So what is it that Dr Mahathir Mohamad, Lim Guan Eng and Mohamad Sabu are not telling us?

The DAP and Amanah have been persistently pleading with PKR to back Mahathir for a third stint as prime minister, saying only he has the numbers to snatch back the people’s mandate and return Pakatan Harapan to power. They are also insisting that, as Anwar Ibrahim has failed to secure the required number, he must now agree to accept Mahathir as prime minister with Anwar as deputy.

In this game of thrones, where do the people fit in? Many are facing the worst challenge of their lives. The economy has collapsed, businesses have drawn down their shutters, people have lost their jobs, and many are finding it onerous to put food on the table for the family.

But our politicians are busy playing a ‘now we have it, now we don’t’ game taking the whole population on a roller coaster ride, day in day out, with no light at the end of the tunnel.

For now, many are convinced that the light the Perikatan Nasional government is shining at the end of the tunnel is a mirage. The situation is so hopeless, to put it mildly, that even PN itself is looking at a snap general election.

As if desperate, Mahathir came down on his knees asking PKR for a six-month term as prime minister. Nobody can ever read his fickle mind. Is he going for an unbeatable record? Whatever, he cannot take the country down that path unless he is forthright with the people about what he is actually up to.

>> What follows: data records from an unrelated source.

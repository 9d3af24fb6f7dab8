use clap::{Parser, Subcommand};
use std::path::PathBuf;

#[derive(Debug, Parser)]
#[command(name = "vidmeta", version, about = "Look up YouTube video metadata")]
pub struct Cli {
    /// Config file. Without it, `vidmeta.yaml` is read if present.
    #[arg(long, global = true, env = "VIDMETA_CONFIG", value_name = "PATH")]
    pub config: Option<PathBuf>,

    /// Overrides `client.server_url`.
    #[arg(long, global = true, value_name = "URL")]
    pub server_url: Option<String>,

    #[command(subcommand)]
    pub command: Option<Command>,
}

#[derive(Debug, Clone, PartialEq, Eq, Subcommand)]
pub enum Command {
    /// Interactive terminal page (default)
    Tui,
    /// Extract one URL and print the page
    Extract {
        url: String,
        /// Print the raw result as JSON instead
        #[arg(long)]
        json: bool,
    },
    /// Run the metadata server
    Serve {
        /// Overrides `server.bind`
        #[arg(long, value_name = "ADDR")]
        bind: Option<String>,
    },
}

The people need to know what PH, or Mahathir for that matter, can achieve in six short months that another, say Anwar, cannot.

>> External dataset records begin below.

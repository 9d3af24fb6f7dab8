//! Terminal page for the extractor: ratatui rendering of a [`vidmeta_view::PageState`].
mod app;
mod feeders;
mod input;
mod styles;
mod view;

pub use app::{Action, App, TuiMsg, run};
pub use view::{draw, render};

How will Mahathir get the numbers?

So, what are Guan Eng and Sabu not telling us? Why are they so sure Mahathir has a comfortable number of MPs on his side? Where are they coming from?

Sarawak? Gabungan Parti Sarawak has repeatedly denied it and insists it is with Muhyiddin Yassin and the PN government all the way.

Meanwhile, the federal government-controlled Petronas is adjourning its appeal over RM2bn in sales tax sought by Sarawak. This and the sacking of the Petronas chief hint of deeper things. Where will this RM2bn end up and will it really reach the Sarawak people? If Petronas loses this RM2bn, it will constrain its resources for further exploration, its business development and possibly lead to reduced future earnings. And with that, our country’s development, funded by Petronas dividends, will be severely hit.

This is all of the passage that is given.